The data =>
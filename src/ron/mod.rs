//! Utilities for loading RON files and watching directories for changes.
//!
//! This module provides a small helper for listing RON files on disk and a
//! simple filesystem watcher that sets a shared boolean when
//! files change. The watcher is used for hot-reloading settings during
//! development.

use bevy::prelude::warn;
use notify::{Config, RecommendedWatcher, RecursiveMode, Watcher};
use std::path::{Path, PathBuf};
use std::sync::atomic::{AtomicBool, Ordering};
use std::sync::Arc;

/// File-watcher handle for RON hot-reload.
pub struct RonWatcher {
    changed: Arc<AtomicBool>, // Set to `true` by the OS watcher when watched files change.
    _watcher: Option<notify::RecommendedWatcher>, // Watcher handle kept to prevent immediate drop.
}

impl RonWatcher {
    /// Create a stub `RonWatcher` that does not have an active OS watcher.
    ///
    /// # Return
    /// Returns a `RonWatcher` whose flag starts `false` and is never set by
    /// the OS. Useful as a fallback when watcher creation fails.
    #[must_use]
    pub fn stub() -> Self {
        RonWatcher {
            changed: Arc::new(AtomicBool::new(false)),
            _watcher: None,
        }
    }

    /// Return whether files changed since the last call, clearing the flag.
    pub fn take_changed(&self) -> bool {
        self.changed.swap(false, Ordering::AcqRel)
    }

    /// Raise the change flag by hand (tests, manual reload triggers).
    pub fn mark_changed(&self) {
        self.changed.store(true, Ordering::Release);
    }
}

/// List `.ron` files directly inside `path`, sorted by file name.
///
/// A missing or unreadable directory yields an empty list.
#[must_use]
pub fn ron_files(path: impl AsRef<Path>) -> Vec<PathBuf> {
    let mut files: Vec<PathBuf> = match std::fs::read_dir(path) {
        Ok(entries) => entries
            .flatten()
            .map(|e| e.path())
            .filter(|p| p.is_file() && p.extension().is_some_and(|ext| ext == "ron"))
            .collect(),
        Err(_) => Vec::new(),
    };
    files.sort();
    files
}

/// Create a `RonWatcher` that watches a directory for modifications.
///
/// # Arguments
/// * `path` - Directory path to watch for `.ron` file changes.
///
/// # Return
/// Returns a `RonWatcher` on success. Its flag is raised when a
/// modification event under the watched directory is observed.
///
/// # Errors
/// Returns a `notify::Error` if the underlying file-watcher cannot be
/// created or the watcher cannot be registered for the provided path.
pub fn setup_ron_watcher(path: impl AsRef<Path>) -> Result<RonWatcher, notify::Error> {
    let path = path.as_ref();
    let changed = Arc::new(AtomicBool::new(false));
    let changed_clone = changed.clone();
    // Resolve watched path to a canonical form if possible so we can filter events
    let watched_path: PathBuf = std::fs::canonicalize(path).unwrap_or_else(|_| path.to_path_buf());

    let mut watcher: RecommendedWatcher = Watcher::new(
        move |res: Result<notify::Event, notify::Error>| match res {
            Ok(event) => {
                if matches!(event.kind, notify::EventKind::Modify(_) | notify::EventKind::Create(_)) {
                    let relevant = event.paths.iter().any(|p| {
                        std::fs::canonicalize(p)
                            .unwrap_or_else(|_| p.clone())
                            .starts_with(&watched_path)
                    });
                    if relevant {
                        changed_clone.store(true, Ordering::Release);
                    }
                }
            }
            Err(e) => warn!("Watch error: {e:?}"),
        },
        Config::default(),
    )?;

    watcher.watch(path, RecursiveMode::NonRecursive)?;
    Ok(RonWatcher { changed, _watcher: Some(watcher) })
}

What is needed => Reproduce all of the listing, exactly as given.

Solution for this exercise =>
filename src/ron/mod.rs
//! Utilities for loading RON files and watching directories for changes.
//!
//! This module provides a small helper for listing RON files on disk and a
//! simple filesystem watcher that sets a shared boolean when
//! files change. The watcher is used for hot-reloading settings during
//! development.

use bevy::prelude::warn;
use notify::{Config, RecommendedWatcher, RecursiveMode, Watcher};
use std::path::{Path, PathBuf};
use std::sync::atomic::{AtomicBool, Ordering};
use std::sync::Arc;

/// File-watcher handle for RON hot-reload.
pub struct RonWatcher {
    changed: Arc<AtomicBool>, // Set to `true` by the OS watcher when watched files change.
    _watcher: Option<notify::RecommendedWatcher>, // Watcher handle kept to prevent immediate drop.
}

impl RonWatcher {
    /// Create a stub `RonWatcher` that does not have an active OS watcher.
    ///
    /// # Return
    /// Returns a `RonWatcher` whose flag starts `false` and is never set by
    /// the OS. Useful as a fallback when watcher creation fails.
    #[must_use]
    pub fn stub() -> Self {
        RonWatcher {
            changed: Arc::new(AtomicBool::new(false)),
            _watcher: None,
        }
    }

    /// Return whether files changed since the last call, clearing the flag.
    pub fn take_changed(&self) -> bool {
        self.changed.swap(false, Ordering::AcqRel)
    }

    /// Raise the change flag by hand (tests, manual reload triggers).
    pub fn mark_changed(&self) {
        self.changed.store(true, Ordering::Release);
    }
}

/// List `.ron` files directly inside `path`, sorted by file name.
///
/// A missing or unreadable directory yields an empty list.
#[must_use]
pub fn ron_files(path: impl AsRef<Path>) -> Vec<PathBuf> {
    let mut files: Vec<PathBuf> = match std::fs::read_dir(path) {
        Ok(entries) => entries
            .flatten()
            .map(|e| e.path())
            .filter(|p| p.is_file() && p.extension().is_some_and(|ext| ext == "ron"))
            .collect(),
        Err(_) => Vec::new(),
    };
    files.sort();
    files
}

/// Create a `RonWatcher` that watches a directory for modifications.
///
/// # Arguments
/// * `path` - Directory path to watch for `.ron` file changes.
///
/// # Return
/// Returns a `RonWatcher` on success. Its flag is raised when a
/// modification event under the watched directory is observed.
///
/// # Errors
/// Returns a `notify::Error` if the underlying file-watcher cannot be
/// created or the watcher cannot be registered for the provided path.
pub fn setup_ron_watcher(path: impl AsRef<Path>) -> Result<RonWatcher, notify::Error> {
    let path = path.as_ref();
    let changed = Arc::new(AtomicBool::new(false));
    let changed_clone = changed.clone();
    // Resolve watched path to a canonical form if possible so we can filter events
    let watched_path: PathBuf = std::fs::canonicalize(path).unwrap_or_else(|_| path.to_path_buf());

    let mut watcher: RecommendedWatcher = Watcher::new(
        move |res: Result<notify::Event, notify::Error>| match res {
            Ok(event) => {
                if matches!(event.kind, notify::EventKind::Modify(_) | notify::EventKind::Create(_)) {
                    let relevant = event.paths.iter().any(|p| {
                        std::fs::canonicalize(p)
                            .unwrap_or_else(|_| p.clone())
                            .starts_with(&watched_path)
                    });
                    if relevant {
                        changed_clone.store(true, Ordering::Release);
                    }
                }
            }
            Err(e) => warn!("Watch error: {e:?}"),
        },
        Config::default(),
    )?;

    watcher.watch(path, RecursiveMode::NonRecursive)?;
    Ok(RonWatcher { changed, _watcher: Some(watcher) })
}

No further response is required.